Extracted entries:
----
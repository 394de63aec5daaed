//! Compute session DTOs

use serde::{Deserialize, Serialize};
use serde_json::Value as JsonValue;

use crate::domain::component::ResourceRequest;
use crate::domain::session::{ConsoleEntry, ConsoleStream, ExecutionMode, ExecutionStatus};

/// Placement and resource options for a new compute session
#[derive(Debug, Clone, PartialEq)]
pub struct SessionOptions {
    pub domain: String,
    pub group: String,
    pub scaling_group: String,
    /// Storage containers mounted into the session
    pub mounts: Vec<String>,
    pub resources: ResourceRequest,
    /// How long the provider may wait for the session to start before answering
    pub max_wait_seconds: u64,
}

/// Handle to a session created by the provider
#[derive(Debug, Clone, PartialEq, Eq, Serialize, Deserialize)]
pub struct SessionHandle {
    #[serde(rename = "sessionId", alias = "kernelId")]
    pub session_id: String,
}

/// One poll submitted to a running session
#[derive(Debug, Clone, PartialEq, Serialize, Deserialize)]
pub struct ExecuteRequest {
    pub mode: ExecutionMode,
    pub code: String,
    /// Continuation token from the previous response, absent on the first poll
    #[serde(rename = "runId")]
    pub run_id: Option<String>,
    /// Provider options, echoed verbatim from the previous response
    #[serde(default)]
    pub options: JsonValue,
}

/// Result of one poll, unwrapped from the provider envelope
#[derive(Debug, Clone, PartialEq)]
pub struct ExecuteResponse {
    pub status: ExecutionStatus,
    pub run_id: Option<String>,
    pub options: JsonValue,
    pub console: Vec<ConsoleEntry>,
}

impl ExecuteResponse {
    /// A finished poll with no console output
    pub fn finished(run_id: impl Into<String>) -> Self {
        Self {
            status: ExecutionStatus::Finished,
            run_id: Some(run_id.into()),
            options: JsonValue::Null,
            console: Vec::new(),
        }
    }

    /// A poll that is still in progress
    pub fn running(run_id: impl Into<String>) -> Self {
        Self {
            status: ExecutionStatus::Continued,
            run_id: Some(run_id.into()),
            options: JsonValue::Null,
            console: Vec::new(),
        }
    }

    pub fn with_options(mut self, options: JsonValue) -> Self {
        self.options = options;
        self
    }

    pub fn with_console(mut self, entry: ConsoleEntry) -> Self {
        self.console.push(entry);
        self
    }
}

// =============================================================================
// Wire Envelopes
// =============================================================================

/// Request body for session creation
#[derive(Debug, Clone, Serialize)]
pub struct CreateSessionRequest {
    pub image: String,
    #[serde(rename = "clientSessionToken")]
    pub client_session_token: String,
    pub domain: String,
    pub group_name: String,
    pub scaling_group: String,
    pub mounts: Vec<String>,
    pub resources: ResourceSlots,
    #[serde(rename = "maxWaitSeconds")]
    pub max_wait_seconds: u64,
}

/// Resource slots in the provider's notation
#[derive(Debug, Clone, PartialEq, Serialize)]
pub struct ResourceSlots {
    pub cpu: u32,
    /// Memory with unit suffix, e.g. `"1.5g"`
    pub mem: String,
    /// Fractional GPU units
    pub fgpu: f64,
}

impl From<&ResourceRequest> for ResourceSlots {
    fn from(req: &ResourceRequest) -> Self {
        Self {
            cpu: req.cpu,
            mem: format!("{}g", req.mem),
            fgpu: req.gpu,
        }
    }
}

impl CreateSessionRequest {
    pub fn new(image: String, client_session_token: String, options: &SessionOptions) -> Self {
        Self {
            image,
            client_session_token,
            domain: options.domain.clone(),
            group_name: options.group.clone(),
            scaling_group: options.scaling_group.clone(),
            mounts: options.mounts.clone(),
            resources: ResourceSlots::from(&options.resources),
            max_wait_seconds: options.max_wait_seconds,
        }
    }
}

/// `{"result": {...}}` wrapper used by execute and logs responses
#[derive(Debug, Clone, Deserialize)]
pub struct ResultEnvelope<T> {
    pub result: T,
}

/// Raw execute result as returned by the provider
#[derive(Debug, Clone, Deserialize)]
pub struct RawExecuteResult {
    pub status: String,
    #[serde(rename = "runId", default)]
    pub run_id: Option<String>,
    #[serde(default)]
    pub options: JsonValue,
    /// `[stream, payload]` pairs; only `stdout`/`stderr` text is kept
    #[serde(default)]
    pub console: Vec<(String, JsonValue)>,
}

impl From<RawExecuteResult> for ExecuteResponse {
    fn from(raw: RawExecuteResult) -> Self {
        let console = raw
            .console
            .into_iter()
            .filter_map(|(stream, payload)| {
                let stream = match stream.as_str() {
                    "stdout" => ConsoleStream::Stdout,
                    "stderr" => ConsoleStream::Stderr,
                    _ => return None,
                };
                let text = match payload {
                    JsonValue::String(s) => s,
                    other => other.to_string(),
                };
                Some(ConsoleEntry { stream, text })
            })
            .collect();

        Self {
            status: ExecutionStatus::from(raw.status.as_str()),
            run_id: raw.run_id,
            options: raw.options,
            console,
        }
    }
}

/// Raw logs result as returned by the provider
#[derive(Debug, Clone, Deserialize)]
pub struct RawLogsResult {
    #[serde(default)]
    pub logs: String,
}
----
Task objective: Write all the data out again, word for word.

Reply to the task:
repository 394de63aec5daaed
//! Compute session DTOs

use serde::{Deserialize, Serialize};
use serde_json::Value as JsonValue;

use crate::domain::component::ResourceRequest;
use crate::domain::session::{ConsoleEntry, ConsoleStream, ExecutionMode, ExecutionStatus};

/// Placement and resource options for a new compute session
#[derive(Debug, Clone, PartialEq)]
pub struct SessionOptions {
    pub domain: String,
    pub group: String,
    pub scaling_group: String,
    /// Storage containers mounted into the session
    pub mounts: Vec<String>,
    pub resources: ResourceRequest,
    /// How long the provider may wait for the session to start before answering
    pub max_wait_seconds: u64,
}

/// Handle to a session created by the provider
#[derive(Debug, Clone, PartialEq, Eq, Serialize, Deserialize)]
pub struct SessionHandle {
    #[serde(rename = "sessionId", alias = "kernelId")]
    pub session_id: String,
}

/// One poll submitted to a running session
#[derive(Debug, Clone, PartialEq, Serialize, Deserialize)]
pub struct ExecuteRequest {
    pub mode: ExecutionMode,
    pub code: String,
    /// Continuation token from the previous response, absent on the first poll
    #[serde(rename = "runId")]
    pub run_id: Option<String>,
    /// Provider options, echoed verbatim from the previous response
    #[serde(default)]
    pub options: JsonValue,
}

/// Result of one poll, unwrapped from the provider envelope
#[derive(Debug, Clone, PartialEq)]
pub struct ExecuteResponse {
    pub status: ExecutionStatus,
    pub run_id: Option<String>,
    pub options: JsonValue,
    pub console: Vec<ConsoleEntry>,
}

impl ExecuteResponse {
    /// A finished poll with no console output
    pub fn finished(run_id: impl Into<String>) -> Self {
        Self {
            status: ExecutionStatus::Finished,
            run_id: Some(run_id.into()),
            options: JsonValue::Null,
            console: Vec::new(),
        }
    }

    /// A poll that is still in progress
    pub fn running(run_id: impl Into<String>) -> Self {
        Self {
            status: ExecutionStatus::Continued,
            run_id: Some(run_id.into()),
            options: JsonValue::Null,
            console: Vec::new(),
        }
    }

    pub fn with_options(mut self, options: JsonValue) -> Self {
        self.options = options;
        self
    }

    pub fn with_console(mut self, entry: ConsoleEntry) -> Self {
        self.console.push(entry);
        self
    }
}

// =============================================================================
// Wire Envelopes
// =============================================================================

/// Request body for session creation
#[derive(Debug, Clone, Serialize)]
pub struct CreateSessionRequest {
    pub image: String,
    #[serde(rename = "clientSessionToken")]
    pub client_session_token: String,
    pub domain: String,
    pub group_name: String,
    pub scaling_group: String,
    pub mounts: Vec<String>,
    pub resources: ResourceSlots,
    #[serde(rename = "maxWaitSeconds")]
    pub max_wait_seconds: u64,
}

/// Resource slots in the provider's notation
#[derive(Debug, Clone, PartialEq, Serialize)]
pub struct ResourceSlots {
    pub cpu: u32,
    /// Memory with unit suffix, e.g. `"1.5g"`
    pub mem: String,
    /// Fractional GPU units
    pub fgpu: f64,
}

impl From<&ResourceRequest> for ResourceSlots {
    fn from(req: &ResourceRequest) -> Self {
        Self {
            cpu: req.cpu,
            mem: format!("{}g", req.mem),
            fgpu: req.gpu,
        }
    }
}

impl CreateSessionRequest {
    pub fn new(image: String, client_session_token: String, options: &SessionOptions) -> Self {
        Self {
            image,
            client_session_token,
            domain: options.domain.clone(),
            group_name: options.group.clone(),
            scaling_group: options.scaling_group.clone(),
            mounts: options.mounts.clone(),
            resources: ResourceSlots::from(&options.resources),
            max_wait_seconds: options.max_wait_seconds,
        }
    }
}

/// `{"result": {...}}` wrapper used by execute and logs responses
#[derive(Debug, Clone, Deserialize)]
pub struct ResultEnvelope<T> {
    pub result: T,
}

/// Raw execute result as returned by the provider
#[derive(Debug, Clone, Deserialize)]
pub struct RawExecuteResult {
    pub status: String,
    #[serde(rename = "runId", default)]
    pub run_id: Option<String>,
    #[serde(default)]
    pub options: JsonValue,
    /// `[stream, payload]` pairs; only `stdout`/`stderr` text is kept
    #[serde(default)]
    pub console: Vec<(String, JsonValue)>,
}

impl From<RawExecuteResult> for ExecuteResponse {
    fn from(raw: RawExecuteResult) -> Self {
        let console = raw
            .console
            .into_iter()
            .filter_map(|(stream, payload)| {
                let stream = match stream.as_str() {
                    "stdout" => ConsoleStream::Stdout,
                    "stderr" => ConsoleStream::Stderr,
                    _ => return None,
                };
                let text = match payload {
                    JsonValue::String(s) => s,
                    other => other.to_string(),
                };
                Some(ConsoleEntry { stream, text })
            })
            .collect();

        Self {
            status: ExecutionStatus::from(raw.status.as_str()),
            run_id: raw.run_id,
            options: raw.options,
            console,
        }
    }
}

/// Raw logs result as returned by the provider
#[derive(Debug, Clone, Deserialize)]
pub struct RawLogsResult {
    #[serde(default)]
    pub logs: String,
}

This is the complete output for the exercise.